→ EXERCISE DIRECTIONS
The lines from the top of the records below through the one containing "category the user played" are to be transcribed exactly, and nothing else is to be added.
====== EXERCISE MATERIAL
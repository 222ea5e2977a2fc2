//! User vector construction.
//!
//! Two modes produce the vector the candidates are compared against:
//!
//! - **History mean**: coordinate-wise mean of the embeddings of the user's
//!   raw playback categories.
//! - **Category accumulation**: sum of candidate ad embeddings whose category
//!   the user played (weight 1.0) or that the user clicked (weight 1.5),
//!   L2-normalized.
//!
//! Every embedding is conformed to the pass dimension `D`: shorter vectors
//! read as zero-padded, longer ones are truncated.

use std::borrow::Cow;
use std::collections::HashSet;
use std::fmt;
use std::str::FromStr;

use data_loader::{Ad, EmbeddingVector};
use sources::UserSignals;
use thiserror::Error;
use tracing::{debug, warn};

use crate::similarity::l2_norm;

/// Multiplier for ads the user clicked
pub const CLICK_WEIGHT: f32 = 1.5;

/// Multiplier for ads in a category the user played
pub const PLAYBACK_WEIGHT: f32 = 1.0;

#[derive(Error, Debug, Clone, PartialEq)]
pub enum VectorError {
    #[error("embedding dimension unknown: no embeddings available")]
    UnknownDimension,
}

/// How the user vector is built
#[derive(Debug, Clone, Copy, Default, PartialEq, Eq)]
pub enum UserVectorMode {
    #[default]
    HistoryMean,
    CategoryAccumulation,
}

impl fmt::Display for UserVectorMode {
    fn fmt(&self, f: &mut fmt::Formatter<'_>) -> fmt::Result {
        match self {
            UserVectorMode::HistoryMean => write!(f, "history-mean"),
            UserVectorMode::CategoryAccumulation => write!(f, "category-accumulation"),
        }
    }
}

impl FromStr for UserVectorMode {
    type Err = String;

    fn from_str(s: &str) -> Result<Self, Self::Err> {
        match s.trim().to_lowercase().as_str() {
            "history-mean" | "mean" => Ok(UserVectorMode::HistoryMean),
            "category-accumulation" | "accumulation" => Ok(UserVectorMode::CategoryAccumulation),
            other => Err(format!("unknown vector mode: {}", other)),
        }
    }
}

/// Pad `embeddings` with zero vectors up to `target_len`.
///
/// The padding dimension comes from the first embedding. An empty input is
/// returned unchanged since no dimension can be inferred.
pub fn pad_embeddings(mut embeddings: Vec<EmbeddingVector>, target_len: usize) -> Vec<EmbeddingVector> {
    let Some(dimension) = embeddings.first().map(Vec::len) else {
        return embeddings;
    };

    if embeddings.len() < target_len {
        warn!(
            "Got {} embeddings for {} items, padding with zero vectors of dimension {}",
            embeddings.len(),
            target_len,
            dimension
        );
        embeddings.resize(target_len, vec![0.0; dimension]);
    }
    embeddings
}

/// Scale `v` to unit length. A zero vector is returned unchanged.
pub fn l2_normalize(mut v: EmbeddingVector) -> EmbeddingVector {
    let norm = l2_norm(&v);
    if norm == 0.0 || !norm.is_finite() {
        return v;
    }
    for x in v.iter_mut() {
        *x /= norm;
    }
    v
}

/// Coordinate-wise mean of `history`.
///
/// `dimension` fixes `D` when known (e.g. from the candidate embeddings);
/// otherwise it is taken from the first history embedding. Empty history
/// yields the zero vector of dimension `D`.
pub fn history_mean(
    history: &[EmbeddingVector],
    dimension: Option<usize>,
) -> Result<EmbeddingVector, VectorError> {
    let dimension = dimension
        .or_else(|| history.first().map(Vec::len))
        .ok_or(VectorError::UnknownDimension)?;

    let mut mean = vec![0.0; dimension];
    if history.is_empty() {
        return Ok(mean);
    }

    for embedding in history {
        add_scaled(&mut mean, embedding, 1.0);
    }
    let count = history.len() as f32;
    for x in mean.iter_mut() {
        *x /= count;
    }
    Ok(mean)
}

/// Accumulate the embeddings of candidate ads the user has engaged with.
///
/// `embeddings[i]` belongs to `ads[i]`; missing trailing embeddings are
/// zero-padded. Category matching is case-insensitive and an ad matching
/// both signals counts once with `CLICK_WEIGHT`.
pub fn category_accumulation(
    signals: &UserSignals,
    ads: &[Ad],
    embeddings: &[EmbeddingVector],
) -> Result<EmbeddingVector, VectorError> {
    let dimension = embeddings
        .first()
        .map(Vec::len)
        .ok_or(VectorError::UnknownDimension)?;
    let embeddings: Cow<'_, [EmbeddingVector]> = if embeddings.len() < ads.len() {
        Cow::Owned(pad_embeddings(embeddings.to_vec(), ads.len()))
    } else {
        Cow::Borrowed(embeddings)
    };

    let played: HashSet<String> = signals
        .playback_categories
        .iter()
        .map(|c| c.trim().to_lowercase())
        .collect();
    let clicked: HashSet<&str> = signals.clicked_ad_ids.iter().map(String::as_str).collect();

    let mut user_vector = vec![0.0; dimension];
    let mut contributing = 0usize;

    // Padded above, so every ad has an embedding
    for (ad, embedding) in ads.iter().zip(embeddings.iter()) {
        let weight = if clicked.contains(ad.ad_id.as_str()) {
            CLICK_WEIGHT
        } else if played.contains(&ad.category.trim().to_lowercase()) {
            PLAYBACK_WEIGHT
        } else {
            continue;
        };

        add_scaled(&mut user_vector, embedding, weight);
        contributing += 1;
    }

    debug!(
        "Accumulated {} of {} candidate embeddings for user {}",
        contributing,
        ads.len(),
        signals.user_id
    );
    Ok(l2_normalize(user_vector))
}

/// `acc += scale * v`, conforming `v` to `acc.len()`
fn add_scaled(acc: &mut [f32], v: &[f32], scale: f32) {
    if v.len() != acc.len() {
        warn!(
            "Embedding dimension {} differs from {}, conforming",
            v.len(),
            acc.len()
        );
    }
    for (a, x) in acc.iter_mut().zip(v.iter()) {
        *a += scale * x;
    }
}
//! Error types for the data-loader crate.

use thiserror::Error;

/// Errors that can occur while loading and indexing a dataset
#[derive(Error, Debug)]
pub enum DataLoadError {
    /// File could not be found or opened
    #[error("Failed to open file: {path}")]
    FileNotFound { path: String },

    /// I/O error occurred while reading file
    #[error("I/O error: {0}")]
    IoError(#[from] std::io::Error),

    /// A file's JSON couldn't be decoded
    #[error("Parse error in {file}: {source}")]
    ParseError {
        file: String,
        #[source]
        source: serde_json::Error,
    },

    /// A data field had an invalid value
    #[error("Invalid value for {field}: {value}")]
    InvalidValue { field: String, value: String },

    /// The same ad id appears twice in the catalog file
    #[error("Duplicate ad id: {0}")]
    DuplicateAd(String),

    /// Data validation failed
    #[error("Validation failed: {0}")]
    ValidationError(String),
}

/// Convenience type alias for Results in this crate
pub type Result<T> = std::result::Result<T, DataLoadError>;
============
→ RESULT
repository 222ea5e2977a2fc2
//! User vector construction.
//!
//! Two modes produce the vector the candidates are compared against:
//!
//! - **History mean**: coordinate-wise mean of the embeddings of the user's
//!   raw playback categories.
//! - **Category accumulation**: sum of candidate ad embeddings whose category
//!   the user played (weight 1.0) or that the user clicked (weight 1.5),
//!   L2-normalized.
//!
//! Every embedding is conformed to the pass dimension `D`: shorter vectors
//! read as zero-padded, longer ones are truncated.

use std::borrow::Cow;
use std::collections::HashSet;
use std::fmt;
use std::str::FromStr;

use data_loader::{Ad, EmbeddingVector};
use sources::UserSignals;
use thiserror::Error;
use tracing::{debug, warn};

use crate::similarity::l2_norm;

/// Multiplier for ads the user clicked
pub const CLICK_WEIGHT: f32 = 1.5;

/// Multiplier for ads in a category the user played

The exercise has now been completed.